====== DATA LISTING
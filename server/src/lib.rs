use pitchside_execution::{
    access, account, admin, leaderboard, matches, opponent, penalty, AdminPolicy, Ledger,
    Registration,
};
use pitchside_types::{
    FullStats, GameError, GameRules, Locale, MatchReport, MinigameReport, PackTier, RankedEntry,
    UserRecord,
};
use rand::{rngs::StdRng, Rng, SeedableRng};
use std::sync::{Arc, Mutex};
use std::time::{SystemTime, UNIX_EPOCH};
use tokio::task::JoinHandle;
use tracing::{error, info};

mod api;
pub use api::Api;

mod config;
pub use config::{load_rules, ServerConfig};

mod locale_cache;
pub use locale_cache::LocaleCache;

mod store;
pub use store::{verify_schema, SchemaReport, SqliteLedger};

fn unix_now() -> u64 {
    SystemTime::now()
        .duration_since(UNIX_EPOCH)
        .map(|elapsed| elapsed.as_secs())
        .unwrap_or_default()
}

/// The game service: a ledger plus everything a request needs besides it.
///
/// Every user-initiated operation first passes the access gate, so banned or unknown users
/// never reach the game logic.
pub struct Game<L: Ledger> {
    ledger: L,
    rules: GameRules,
    admins: AdminPolicy,
    locales: LocaleCache,
    rng: Mutex<StdRng>,
    pub config: ServerConfig,
}

impl<L: Ledger + 'static> Game<L> {
    pub fn new(ledger: L, rules: GameRules, config: ServerConfig) -> Self {
        let rng = match config.deterministic_seed {
            Some(seed) => StdRng::seed_from_u64(seed),
            None => StdRng::from_entropy(),
        };
        Self {
            ledger,
            admins: AdminPolicy::new(config.admin_ids.iter().copied()),
            locales: LocaleCache::new(config.locale_cache_capacity()),
            rng: Mutex::new(rng),
            rules,
            config,
        }
    }

    pub fn ledger(&self) -> &L {
        &self.ledger
    }

    pub fn rules(&self) -> &GameRules {
        &self.rules
    }

    /// A per-request generator derived from the service seed.
    fn request_rng(&self) -> StdRng {
        let seed = self
            .rng
            .lock()
            .unwrap_or_else(|poisoned| poisoned.into_inner())
            .gen();
        StdRng::seed_from_u64(seed)
    }

    pub async fn register(&self, registration: Registration) -> Result<UserRecord, GameError> {
        let user = account::register(&self.ledger, &self.rules, registration, unix_now()).await?;
        self.locales.insert(user.user_id, user.profile.locale);
        Ok(user)
    }

    pub async fn user(&self, user_id: u64) -> Result<UserRecord, GameError> {
        access::admit(&self.ledger, user_id, unix_now()).await
    }

    pub async fn stats(&self, user_id: u64) -> Result<FullStats, GameError> {
        access::guarded(&self.ledger, user_id, unix_now(), |_| {
            account::get_full_stats(&self.ledger, &self.rules, user_id)
        })
        .await
    }

    pub async fn position(&self, user_id: u64) -> Result<u64, GameError> {
        access::guarded(&self.ledger, user_id, unix_now(), |_| {
            leaderboard::get_position(&self.ledger, &self.rules.coefficients, user_id)
        })
        .await
    }

    /// Previews the opponent a match would currently draw. Nothing is charged.
    pub async fn opponent(&self, user_id: u64) -> Result<RankedEntry, GameError> {
        let mut rng = self.request_rng();
        access::guarded(&self.ledger, user_id, unix_now(), |_| async move {
            opponent::pick_opponent(&self.ledger, &self.rules, user_id, &mut rng).await
        })
        .await
    }

    pub async fn play_match(&self, user_id: u64) -> Result<MatchReport, GameError> {
        let mut rng = self.request_rng();
        access::guarded(&self.ledger, user_id, unix_now(), |_| async move {
            matches::play_match(&self.ledger, &self.rules, user_id, &mut rng).await
        })
        .await
    }

    pub async fn minigame_access(&self, user_id: u64) -> Result<bool, GameError> {
        let user = access::admit(&self.ledger, user_id, unix_now()).await?;
        Ok(penalty::is_eligible(&user, &self.rules))
    }

    pub async fn play_minigame(&self, user_id: u64) -> Result<MinigameReport, GameError> {
        access::admit(&self.ledger, user_id, unix_now()).await?;
        penalty::require_minigame_access(&self.ledger, &self.rules, user_id).await?;
        let mut rng = self.request_rng();
        penalty::play_minigame(&self.ledger, &self.rules, user_id, &mut rng).await
    }

    /// The user's locale, served from the cache when possible.
    pub async fn locale(&self, user_id: u64) -> Result<Locale, GameError> {
        if let Some(locale) = self.locales.get(user_id) {
            return Ok(locale);
        }
        let user = account::get_user_record(&self.ledger, user_id).await?;
        // A concurrent change may have cached a newer locale since the read.
        Ok(self.locales.fill(user_id, user.profile.locale))
    }

    pub async fn change_locale(&self, user_id: u64, locale: Locale) -> Result<(), GameError> {
        access::admit(&self.ledger, user_id, unix_now()).await?;
        // Drop first so a failed write can never leave a stale entry behind.
        self.locales.invalidate(user_id);
        account::change_locale(&self.ledger, user_id, locale).await?;
        self.locales.insert(user_id, locale);
        Ok(())
    }

    pub async fn leaderboard(&self, limit: u64) -> Result<Vec<RankedEntry>, GameError> {
        leaderboard::top(&self.ledger, &self.rules.coefficients, limit).await
    }

    pub async fn grant_packs(
        &self,
        actor_id: u64,
        user_id: u64,
        tier: PackTier,
        count: u64,
        ghost: bool,
    ) -> Result<(), GameError> {
        self.admins
            .grant_packs(&self.ledger, actor_id, user_id, tier, count, ghost)
            .await
    }

    pub async fn set_ban(
        &self,
        actor_id: u64,
        user_id: u64,
        until: Option<u64>,
    ) -> Result<(), GameError> {
        self.admins.set_ban(&self.ledger, actor_id, user_id, until).await
    }

    pub async fn lift_ban(&self, actor_id: u64, user_id: u64) -> Result<(), GameError> {
        self.admins.lift_ban(&self.ledger, actor_id, user_id).await
    }

    pub async fn reset_minigame_attempts(&self, actor_id: u64) -> Result<u64, GameError> {
        self.admins.authorize(actor_id)?;
        admin::reset_minigame_attempts(&self.ledger, &self.rules).await
    }

    /// Spawns the periodic mini-game attempts reset, if an interval is configured.
    pub fn spawn_daily_reset(self: &Arc<Self>) -> Option<JoinHandle<()>> {
        let period = self.config.minigame_reset_interval()?;
        let game = Arc::clone(self);
        info!(period_secs = period.as_secs(), "mini-game reset scheduled");
        Some(tokio::spawn(async move {
            let mut interval = tokio::time::interval(period);
            // The first tick completes immediately; skip it so a restart does not refill.
            interval.tick().await;
            loop {
                interval.tick().await;
                if let Err(err) = admin::reset_minigame_attempts(&game.ledger, &game.rules).await {
                    error!(%err, "scheduled mini-game reset failed");
                }
            }
        }))
    }
}

#[cfg(test)]
mod tests {
    use super::*;
    use pitchside_execution::{mocks, Memory};
    use std::time::Duration;

    const ADMIN: u64 = 1_000;

    fn game(users: impl IntoIterator<Item = UserRecord>) -> Game<Memory> {
        let config = ServerConfig {
            admin_ids: vec![ADMIN],
            deterministic_seed: Some(7),
            ..ServerConfig::default()
        };
        Game::new(
            Memory::with_users(users),
            GameRules::default().without_waits(),
            config,
        )
    }

    #[tokio::test]
    async fn test_banned_user_cannot_play() {
        let game = game([mocks::funded_user(1, 500, 500), mocks::ranked_user(2, 1)]);
        game.set_ban(ADMIN, 1, None).await.unwrap();
        assert!(matches!(
            game.play_match(1).await,
            Err(GameError::Banned { user_id: 1, .. })
        ));
        assert!(matches!(game.stats(1).await, Err(GameError::Banned { .. })));
        let untouched = game.ledger().snapshot(1).unwrap();
        assert_eq!(untouched.balances.coins, 500);

        game.lift_ban(ADMIN, 1).await.unwrap();
        assert!(game.play_match(1).await.is_ok());
    }

    #[tokio::test]
    async fn test_deterministic_seed_replays() {
        let mut outcomes = Vec::new();
        for _ in 0..2 {
            let game = game([mocks::funded_user(1, 5_000, 5_000), mocks::ranked_user(2, 1)]);
            let mut reports = Vec::new();
            for _ in 0..5 {
                reports.push(game.play_match(1).await.unwrap().result);
            }
            outcomes.push(reports);
        }
        assert_eq!(outcomes[0], outcomes[1]);
    }

    #[tokio::test]
    async fn test_minigame_requires_success() {
        let game = game([mocks::user(1), mocks::ranked_user(2, 10)]);
        assert!(!game.minigame_access(1).await.unwrap());
        assert_eq!(
            game.play_minigame(1).await,
            Err(GameError::NotEligible {
                success: 0,
                required: 100,
            })
        );
        assert!(game.minigame_access(2).await.unwrap());
        let report = game.play_minigame(2).await.unwrap();
        assert_eq!(report.result.attempts_left, 2);

        assert_eq!(
            game.reset_minigame_attempts(2).await,
            Err(GameError::Forbidden { user_id: 2 })
        );
        assert_eq!(game.reset_minigame_attempts(ADMIN).await, Ok(2));
        assert_eq!(game.ledger().snapshot(2).unwrap().minigame_attempts_left, 3);
    }

    #[tokio::test]
    async fn test_locale_cache_follows_changes() {
        let game = game([]);
        game.register(Registration {
            user_id: 1,
            name: "Olena".to_string(),
            language_code: Some("uk".to_string()),
            referrer_id: None,
        })
        .await
        .unwrap();
        assert_eq!(game.locale(1).await, Ok(Locale::UkUa));
        game.change_locale(1, Locale::EnUs).await.unwrap();
        assert_eq!(game.locale(1).await, Ok(Locale::EnUs));
        assert_eq!(game.ledger().snapshot(1).unwrap().profile.locale, Locale::EnUs);

        game.ledger().set_offline(true);
        assert!(game.change_locale(1, Locale::CsCz).await.is_err());
        game.ledger().set_offline(false);
        assert_eq!(game.locale(1).await, Ok(Locale::EnUs));
    }

    #[tokio::test]
    async fn test_locale_read_racing_a_change_keeps_the_new_locale() {
        let mut subject = mocks::user(1);
        subject.profile.locale = Locale::UkUa;
        let game = game([subject]);
        game.ledger().set_yield_after_read(true);

        // The change reads first, the lookup misses and reads the old locale, then the
        // change finishes before the lookup resumes.
        let (changed, read) = tokio::join!(game.change_locale(1, Locale::EnUs), game.locale(1));
        assert_eq!(changed, Ok(()));
        assert_eq!(read, Ok(Locale::EnUs));
        assert_eq!(game.locale(1).await, Ok(Locale::EnUs));
    }

    #[tokio::test(start_paused = true)]
    async fn test_daily_reset_runs_on_interval() {
        let mut spent = mocks::user(1);
        spent.minigame_attempts_left = 0;
        let mut game = game([spent]);
        game.config.minigame_reset_interval_secs = Some(60);
        let game = Arc::new(game);
        let handle = game.spawn_daily_reset().unwrap();

        tokio::time::sleep(Duration::from_secs(30)).await;
        assert_eq!(game.ledger().snapshot(1).unwrap().minigame_attempts_left, 0);
        tokio::time::sleep(Duration::from_secs(31)).await;
        assert_eq!(game.ledger().snapshot(1).unwrap().minigame_attempts_left, 3);
        handle.abort();
    }
}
============
EXERCISE OBJECTIVE: For the word "tick", return every line of the records that holds it.

TASK SOLUTION:
            // The first tick completes immediately; skip it so a restart does not refill.
            interval.tick().await;
                interval.tick().await;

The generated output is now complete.